• _Problem description_
Filter the entries below down to the lines that hold "title".

• _Material provided_
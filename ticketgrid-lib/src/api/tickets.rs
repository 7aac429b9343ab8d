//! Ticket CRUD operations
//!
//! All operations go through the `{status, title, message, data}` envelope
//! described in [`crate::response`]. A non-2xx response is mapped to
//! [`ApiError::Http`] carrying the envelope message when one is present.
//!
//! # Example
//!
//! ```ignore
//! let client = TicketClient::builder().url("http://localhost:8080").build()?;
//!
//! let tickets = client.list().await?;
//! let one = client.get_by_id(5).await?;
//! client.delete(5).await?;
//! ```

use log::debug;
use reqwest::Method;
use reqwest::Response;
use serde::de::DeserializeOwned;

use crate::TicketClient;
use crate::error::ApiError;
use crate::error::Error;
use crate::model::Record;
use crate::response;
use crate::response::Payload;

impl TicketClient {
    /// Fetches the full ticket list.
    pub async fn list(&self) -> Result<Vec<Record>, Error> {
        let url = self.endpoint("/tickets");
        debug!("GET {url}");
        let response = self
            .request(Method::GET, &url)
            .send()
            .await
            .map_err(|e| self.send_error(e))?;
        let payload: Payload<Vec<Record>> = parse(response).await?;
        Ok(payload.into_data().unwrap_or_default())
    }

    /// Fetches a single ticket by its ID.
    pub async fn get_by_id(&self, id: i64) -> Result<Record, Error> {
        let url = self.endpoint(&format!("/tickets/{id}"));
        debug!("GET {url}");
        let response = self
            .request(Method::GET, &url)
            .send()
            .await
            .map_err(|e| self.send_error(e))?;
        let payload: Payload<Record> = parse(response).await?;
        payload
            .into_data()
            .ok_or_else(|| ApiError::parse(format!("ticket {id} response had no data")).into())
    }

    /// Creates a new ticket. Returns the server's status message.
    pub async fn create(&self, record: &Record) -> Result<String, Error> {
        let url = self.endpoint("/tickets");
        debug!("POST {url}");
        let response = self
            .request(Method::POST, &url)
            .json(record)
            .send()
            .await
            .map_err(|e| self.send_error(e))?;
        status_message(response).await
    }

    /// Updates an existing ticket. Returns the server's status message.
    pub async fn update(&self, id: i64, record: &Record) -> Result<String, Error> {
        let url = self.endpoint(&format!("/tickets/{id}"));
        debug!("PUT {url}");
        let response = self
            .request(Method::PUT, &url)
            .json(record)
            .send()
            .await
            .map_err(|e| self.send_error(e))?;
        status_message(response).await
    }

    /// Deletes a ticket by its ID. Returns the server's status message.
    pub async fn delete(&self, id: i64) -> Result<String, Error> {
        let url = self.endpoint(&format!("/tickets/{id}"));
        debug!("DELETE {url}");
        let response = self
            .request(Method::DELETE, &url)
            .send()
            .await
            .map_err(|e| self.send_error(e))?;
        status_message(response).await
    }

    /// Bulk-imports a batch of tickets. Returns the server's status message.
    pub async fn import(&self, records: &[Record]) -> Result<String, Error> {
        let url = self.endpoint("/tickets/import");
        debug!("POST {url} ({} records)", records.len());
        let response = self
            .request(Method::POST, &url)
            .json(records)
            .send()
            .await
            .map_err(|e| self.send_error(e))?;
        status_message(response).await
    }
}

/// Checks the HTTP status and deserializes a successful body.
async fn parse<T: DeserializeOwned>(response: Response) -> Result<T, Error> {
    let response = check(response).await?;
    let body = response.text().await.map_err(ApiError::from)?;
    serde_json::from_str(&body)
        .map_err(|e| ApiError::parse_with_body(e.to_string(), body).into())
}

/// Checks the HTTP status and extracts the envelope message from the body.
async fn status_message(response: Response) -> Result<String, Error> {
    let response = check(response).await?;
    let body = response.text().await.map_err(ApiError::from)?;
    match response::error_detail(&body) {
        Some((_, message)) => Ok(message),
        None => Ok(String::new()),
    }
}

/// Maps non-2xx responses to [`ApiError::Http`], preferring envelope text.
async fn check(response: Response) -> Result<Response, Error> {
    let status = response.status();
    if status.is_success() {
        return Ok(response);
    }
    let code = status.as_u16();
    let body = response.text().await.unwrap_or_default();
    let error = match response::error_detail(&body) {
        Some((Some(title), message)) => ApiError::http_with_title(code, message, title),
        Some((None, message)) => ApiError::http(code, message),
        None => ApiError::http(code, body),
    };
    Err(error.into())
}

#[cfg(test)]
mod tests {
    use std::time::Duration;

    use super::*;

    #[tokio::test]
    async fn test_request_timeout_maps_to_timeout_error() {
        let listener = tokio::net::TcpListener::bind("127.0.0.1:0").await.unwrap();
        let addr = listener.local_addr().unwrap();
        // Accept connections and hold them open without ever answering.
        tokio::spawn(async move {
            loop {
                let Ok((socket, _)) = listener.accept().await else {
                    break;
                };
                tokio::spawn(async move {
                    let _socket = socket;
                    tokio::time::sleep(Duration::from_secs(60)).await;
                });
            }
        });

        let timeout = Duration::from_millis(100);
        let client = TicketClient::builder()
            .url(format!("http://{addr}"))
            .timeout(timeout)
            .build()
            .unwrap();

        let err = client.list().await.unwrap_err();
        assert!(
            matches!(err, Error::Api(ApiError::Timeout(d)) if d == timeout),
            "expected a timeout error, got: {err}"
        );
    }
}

• _Answer for this exercise_
//! All operations go through the `{status, title, message, data}` envelope
        Some((Some(title), message)) => ApiError::http_with_title(code, message, title),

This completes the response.